### WHAT IS EXPECTED
Nothing should differ between your output and the entries below.

(Records contained in a dataset)

********************

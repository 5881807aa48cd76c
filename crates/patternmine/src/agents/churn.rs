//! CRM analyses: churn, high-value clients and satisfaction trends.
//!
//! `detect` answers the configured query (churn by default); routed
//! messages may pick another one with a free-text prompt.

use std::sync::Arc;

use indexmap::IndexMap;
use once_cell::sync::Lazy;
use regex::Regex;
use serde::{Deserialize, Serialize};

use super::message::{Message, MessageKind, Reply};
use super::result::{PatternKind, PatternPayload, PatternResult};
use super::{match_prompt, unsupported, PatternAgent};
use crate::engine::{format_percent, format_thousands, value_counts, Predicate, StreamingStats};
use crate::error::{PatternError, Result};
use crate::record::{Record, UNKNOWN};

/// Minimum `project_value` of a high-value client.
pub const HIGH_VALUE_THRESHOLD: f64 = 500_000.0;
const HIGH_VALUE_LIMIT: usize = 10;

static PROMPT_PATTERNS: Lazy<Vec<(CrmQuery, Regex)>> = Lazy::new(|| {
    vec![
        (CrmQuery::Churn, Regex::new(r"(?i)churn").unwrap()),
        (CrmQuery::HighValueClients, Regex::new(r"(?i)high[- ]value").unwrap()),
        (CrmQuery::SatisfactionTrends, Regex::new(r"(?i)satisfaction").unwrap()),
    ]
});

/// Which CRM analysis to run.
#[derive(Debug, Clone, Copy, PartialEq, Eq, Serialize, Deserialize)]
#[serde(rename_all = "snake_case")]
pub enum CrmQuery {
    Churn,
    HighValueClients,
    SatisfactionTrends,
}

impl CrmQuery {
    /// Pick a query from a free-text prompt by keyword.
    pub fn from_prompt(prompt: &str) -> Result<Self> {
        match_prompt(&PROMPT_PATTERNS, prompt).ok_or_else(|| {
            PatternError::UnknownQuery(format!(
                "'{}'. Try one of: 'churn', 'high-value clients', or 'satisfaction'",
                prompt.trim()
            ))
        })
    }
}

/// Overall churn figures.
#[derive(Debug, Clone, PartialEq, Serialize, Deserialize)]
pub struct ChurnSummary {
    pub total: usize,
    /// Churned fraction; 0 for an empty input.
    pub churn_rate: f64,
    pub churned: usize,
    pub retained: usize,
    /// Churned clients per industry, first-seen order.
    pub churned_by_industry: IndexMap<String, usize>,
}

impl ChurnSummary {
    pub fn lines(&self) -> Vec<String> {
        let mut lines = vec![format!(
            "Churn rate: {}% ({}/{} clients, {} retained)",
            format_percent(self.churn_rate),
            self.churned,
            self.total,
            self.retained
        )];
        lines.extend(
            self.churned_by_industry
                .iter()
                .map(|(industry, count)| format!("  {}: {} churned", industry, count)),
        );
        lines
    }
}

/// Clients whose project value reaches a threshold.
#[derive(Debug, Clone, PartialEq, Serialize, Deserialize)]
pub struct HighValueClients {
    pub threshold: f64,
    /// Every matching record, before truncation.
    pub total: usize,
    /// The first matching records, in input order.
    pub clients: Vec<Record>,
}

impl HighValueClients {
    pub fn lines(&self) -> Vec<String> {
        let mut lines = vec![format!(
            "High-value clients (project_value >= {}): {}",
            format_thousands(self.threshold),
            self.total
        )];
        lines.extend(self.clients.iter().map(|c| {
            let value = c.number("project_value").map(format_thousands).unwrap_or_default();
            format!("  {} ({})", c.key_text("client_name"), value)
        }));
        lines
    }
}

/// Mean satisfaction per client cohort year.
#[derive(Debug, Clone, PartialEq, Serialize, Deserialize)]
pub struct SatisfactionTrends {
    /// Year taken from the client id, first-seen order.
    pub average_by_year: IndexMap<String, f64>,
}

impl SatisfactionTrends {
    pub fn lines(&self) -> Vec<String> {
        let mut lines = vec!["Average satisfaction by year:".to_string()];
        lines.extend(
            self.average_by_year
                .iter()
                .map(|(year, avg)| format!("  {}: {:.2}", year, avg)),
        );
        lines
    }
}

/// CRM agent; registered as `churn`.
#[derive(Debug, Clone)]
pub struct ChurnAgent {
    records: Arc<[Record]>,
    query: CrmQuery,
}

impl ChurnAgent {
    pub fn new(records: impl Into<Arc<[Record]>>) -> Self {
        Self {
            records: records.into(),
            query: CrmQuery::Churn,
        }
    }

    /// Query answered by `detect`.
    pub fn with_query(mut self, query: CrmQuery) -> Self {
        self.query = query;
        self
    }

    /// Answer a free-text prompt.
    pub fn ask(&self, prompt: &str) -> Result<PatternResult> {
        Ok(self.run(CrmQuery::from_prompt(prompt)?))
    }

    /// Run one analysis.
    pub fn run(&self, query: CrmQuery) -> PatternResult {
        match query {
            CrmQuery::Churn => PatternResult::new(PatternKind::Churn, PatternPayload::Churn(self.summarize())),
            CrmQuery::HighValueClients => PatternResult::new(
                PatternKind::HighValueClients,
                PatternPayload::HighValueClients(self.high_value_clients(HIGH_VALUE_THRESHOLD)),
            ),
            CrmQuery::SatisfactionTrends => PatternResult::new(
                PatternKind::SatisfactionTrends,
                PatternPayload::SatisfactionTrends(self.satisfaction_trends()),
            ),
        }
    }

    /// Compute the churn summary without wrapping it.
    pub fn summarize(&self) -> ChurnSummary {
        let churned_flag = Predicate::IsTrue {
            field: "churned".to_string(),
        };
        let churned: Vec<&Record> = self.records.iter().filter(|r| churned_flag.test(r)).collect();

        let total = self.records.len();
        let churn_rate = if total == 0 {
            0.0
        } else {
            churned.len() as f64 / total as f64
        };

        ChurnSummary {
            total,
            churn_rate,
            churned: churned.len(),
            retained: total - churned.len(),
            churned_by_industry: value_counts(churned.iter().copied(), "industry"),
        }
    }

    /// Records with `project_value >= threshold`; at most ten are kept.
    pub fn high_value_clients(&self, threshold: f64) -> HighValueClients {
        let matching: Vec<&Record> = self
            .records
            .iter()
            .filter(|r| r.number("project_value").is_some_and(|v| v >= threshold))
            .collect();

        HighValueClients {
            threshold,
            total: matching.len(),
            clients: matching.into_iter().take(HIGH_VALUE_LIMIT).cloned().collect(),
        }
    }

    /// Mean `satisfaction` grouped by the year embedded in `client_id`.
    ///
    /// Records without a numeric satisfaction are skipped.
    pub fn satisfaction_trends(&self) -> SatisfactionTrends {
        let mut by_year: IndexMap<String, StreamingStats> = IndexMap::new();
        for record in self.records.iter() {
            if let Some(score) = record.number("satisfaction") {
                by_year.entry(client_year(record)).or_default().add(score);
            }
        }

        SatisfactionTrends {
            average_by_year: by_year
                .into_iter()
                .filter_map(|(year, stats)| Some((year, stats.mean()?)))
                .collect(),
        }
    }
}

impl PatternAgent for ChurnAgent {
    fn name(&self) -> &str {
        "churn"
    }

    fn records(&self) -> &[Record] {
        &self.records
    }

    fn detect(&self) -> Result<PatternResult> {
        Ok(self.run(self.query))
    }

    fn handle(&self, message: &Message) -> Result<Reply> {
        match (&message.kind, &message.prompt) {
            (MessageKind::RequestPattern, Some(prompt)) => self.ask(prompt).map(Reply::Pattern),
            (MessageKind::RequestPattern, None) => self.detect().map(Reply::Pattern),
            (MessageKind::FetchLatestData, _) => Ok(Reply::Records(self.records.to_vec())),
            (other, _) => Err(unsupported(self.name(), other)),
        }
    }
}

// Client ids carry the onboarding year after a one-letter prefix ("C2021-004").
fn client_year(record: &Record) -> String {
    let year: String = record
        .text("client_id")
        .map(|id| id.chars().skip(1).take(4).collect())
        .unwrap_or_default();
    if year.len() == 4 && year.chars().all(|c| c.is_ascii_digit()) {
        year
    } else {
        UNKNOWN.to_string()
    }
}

********************

### TASK SOLUTION
repository 5881807aa48cd76c
filename crates/patternmine/src/agents/churn.rs
//! CRM analyses: churn, high-value clients and satisfaction trends.
//!
//! `detect` answers the configured query (churn by default); routed
//! messages may pick another one with a free-text prompt.

use std::sync::Arc;

use indexmap::IndexMap;
use once_cell::sync::Lazy;
use regex::Regex;
use serde::{Deserialize, Serialize};

use super::message::{Message, MessageKind, Reply};
use super::result::{PatternKind, PatternPayload, PatternResult};
use super::{match_prompt, unsupported, PatternAgent};
use crate::engine::{format_percent, format_thousands, value_counts, Predicate, StreamingStats};
use crate::error::{PatternError, Result};
use crate::record::{Record, UNKNOWN};

/// Minimum `project_value` of a high-value client.
pub const HIGH_VALUE_THRESHOLD: f64 = 500_000.0;
const HIGH_VALUE_LIMIT: usize = 10;

static PROMPT_PATTERNS: Lazy<Vec<(CrmQuery, Regex)>> = Lazy::new(|| {
    vec![
        (CrmQuery::Churn, Regex::new(r"(?i)churn").unwrap()),
        (CrmQuery::HighValueClients, Regex::new(r"(?i)high[- ]value").unwrap()),
        (CrmQuery::SatisfactionTrends, Regex::new(r"(?i)satisfaction").unwrap()),
    ]
});

/// Which CRM analysis to run.
#[derive(Debug, Clone, Copy, PartialEq, Eq, Serialize, Deserialize)]
#[serde(rename_all = "snake_case")]
pub enum CrmQuery {
    Churn,
    HighValueClients,
    SatisfactionTrends,
}

impl CrmQuery {
    /// Pick a query from a free-text prompt by keyword.
    pub fn from_prompt(prompt: &str) -> Result<Self> {
        match_prompt(&PROMPT_PATTERNS, prompt).ok_or_else(|| {
            PatternError::UnknownQuery(format!(
                "'{}'. Try one of: 'churn', 'high-value clients', or 'satisfaction'",
                prompt.trim()
            ))
        })
    }
}

/// Overall churn figures.
#[derive(Debug, Clone, PartialEq, Serialize, Deserialize)]
pub struct ChurnSummary {
    pub total: usize,
    /// Churned fraction; 0 for an empty input.
    pub churn_rate: f64,
    pub churned: usize,
    pub retained: usize,
    /// Churned clients per industry, first-seen order.
    pub churned_by_industry: IndexMap<String, usize>,
}

impl ChurnSummary {
    pub fn lines(&self) -> Vec<String> {
        let mut lines = vec![format!(
            "Churn rate: {}% ({}/{} clients, {} retained)",
            format_percent(self.churn_rate),
            self.churned,
            self.total,
            self.retained
        )];
        lines.extend(
            self.churned_by_industry
                .iter()
                .map(|(industry, count)| format!("  {}: {} churned", industry, count)),
        );
        lines
    }
}

/// Clients whose project value reaches a threshold.
#[derive(Debug, Clone, PartialEq, Serialize, Deserialize)]
pub struct HighValueClients {
    pub threshold: f64,
    /// Every matching record, before truncation.
    pub total: usize,
    /// The first matching records, in input order.
    pub clients: Vec<Record>,
}

impl HighValueClients {
    pub fn lines(&self) -> Vec<String> {
        let mut lines = vec![format!(
            "High-value clients (project_value >= {}): {}",
            format_thousands(self.threshold),
            self.total
        )];
        lines.extend(self.clients.iter().map(|c| {
            let value = c.number("project_value").map(format_thousands).unwrap_or_default();
            format!("  {} ({})", c.key_text("client_name"), value)
        }));
        lines
    }
}

/// Mean satisfaction per client cohort year.
#[derive(Debug, Clone, PartialEq, Serialize, Deserialize)]
pub struct SatisfactionTrends {
    /// Year taken from the client id, first-seen order.
    pub average_by_year: IndexMap<String, f64>,
}

impl SatisfactionTrends {
    pub fn lines(&self) -> Vec<String> {
        let mut lines = vec!["Average satisfaction by year:".to_string()];
        lines.extend(
            self.average_by_year
                .iter()
                .map(|(year, avg)| format!("  {}: {:.2}", year, avg)),
        );
        lines
    }
}

/// CRM agent; registered as `churn`.
#[derive(Debug, Clone)]
pub struct ChurnAgent {
    records: Arc<[Record]>,
    query: CrmQuery,
}

impl ChurnAgent {
    pub fn new(records: impl Into<Arc<[Record]>>) -> Self {
        Self {
            records: records.into(),
            query: CrmQuery::Churn,
        }
    }

    /// Query answered by `detect`.
    pub fn with_query(mut self, query: CrmQuery) -> Self {
        self.query = query;
        self
    }

    /// Answer a free-text prompt.
    pub fn ask(&self, prompt: &str) -> Result<PatternResult> {
        Ok(self.run(CrmQuery::from_prompt(prompt)?))
    }

    /// Run one analysis.
    pub fn run(&self, query: CrmQuery) -> PatternResult {
        match query {
            CrmQuery::Churn => PatternResult::new(PatternKind::Churn, PatternPayload::Churn(self.summarize())),
            CrmQuery::HighValueClients => PatternResult::new(
                PatternKind::HighValueClients,
                PatternPayload::HighValueClients(self.high_value_clients(HIGH_VALUE_THRESHOLD)),
            ),
            CrmQuery::SatisfactionTrends => PatternResult::new(
                PatternKind::SatisfactionTrends,
                PatternPayload::SatisfactionTrends(self.satisfaction_trends()),
            ),
        }
    }

    /// Compute the churn summary without wrapping it.
    pub fn summarize(&self) -> ChurnSummary {
        let churned_flag = Predicate::IsTrue {
            field: "churned".to_string(),
        };
        let churned: Vec<&Record> = self.records.iter().filter(|r| churned_flag.test(r)).collect();

        let total = self.records.len();
        let churn_rate = if total == 0 {
            0.0
        } else {
            churned.len() as f64 / total as f64
        };

        ChurnSummary {
            total,
            churn_rate,
            churned: churned.len(),
            retained: total - churned.len(),
            churned_by_industry: value_counts(churned.iter().copied(), "industry"),
        }
    }

    /// Records with `project_value >= threshold`; at most ten are kept.
    pub fn high_value_clients(&self, threshold: f64) -> HighValueClients {
        let matching: Vec<&Record> = self
            .records
            .iter()
            .filter(|r| r.number("project_value").is_some_and(|v| v >= threshold))
            .collect();

        HighValueClients {
            threshold,
            total: matching.len(),
            clients: matching.into_iter().take(HIGH_VALUE_LIMIT).cloned().collect(),
        }
    }

    /// Mean `satisfaction` grouped by the year embedded in `client_id`.
    ///
    /// Records without a numeric satisfaction are skipped.
    pub fn satisfaction_trends(&self) -> SatisfactionTrends {
        let mut by_year: IndexMap<String, StreamingStats> = IndexMap::new();
        for record in self.records.iter() {
            if let Some(score) = record.number("satisfaction") {
                by_year.entry(client_year(record)).or_default().add(score);
            }
        }

        SatisfactionTrends {
            average_by_year: by_year
                .into_iter()
                .filter_map(|(year, stats)| Some((year, stats.mean()?)))
                .collect(),
        }
    }
}

impl PatternAgent for ChurnAgent {
    fn name(&self) -> &str {
        "churn"
    }

    fn records(&self) -> &[Record] {
        &self.records
    }

    fn detect(&self) -> Result<PatternResult> {
        Ok(self.run(self.query))
    }

    fn handle(&self, message: &Message) -> Result<Reply> {
        match (&message.kind, &message.prompt) {
            (MessageKind::RequestPattern, Some(prompt)) => self.ask(prompt).map(Reply::Pattern),
            (MessageKind::RequestPattern, None) => self.detect().map(Reply::Pattern),
            (MessageKind::FetchLatestData, _) => Ok(Reply::Records(self.records.to_vec())),
            (other, _) => Err(unsupported(self.name(), other)),
        }
    }
}

// Client ids carry the onboarding year after a one-letter prefix ("C2021-004").
fn client_year(record: &Record) -> String {
    let year: String = record
        .text("client_id")
        .map(|id| id.chars().skip(1).take(4).collect())
        .unwrap_or_default();
    if year.len() == 4 && year.chars().all(|c| c.is_ascii_digit()) {
        year
    } else {
        UNKNOWN.to_string()
    }
}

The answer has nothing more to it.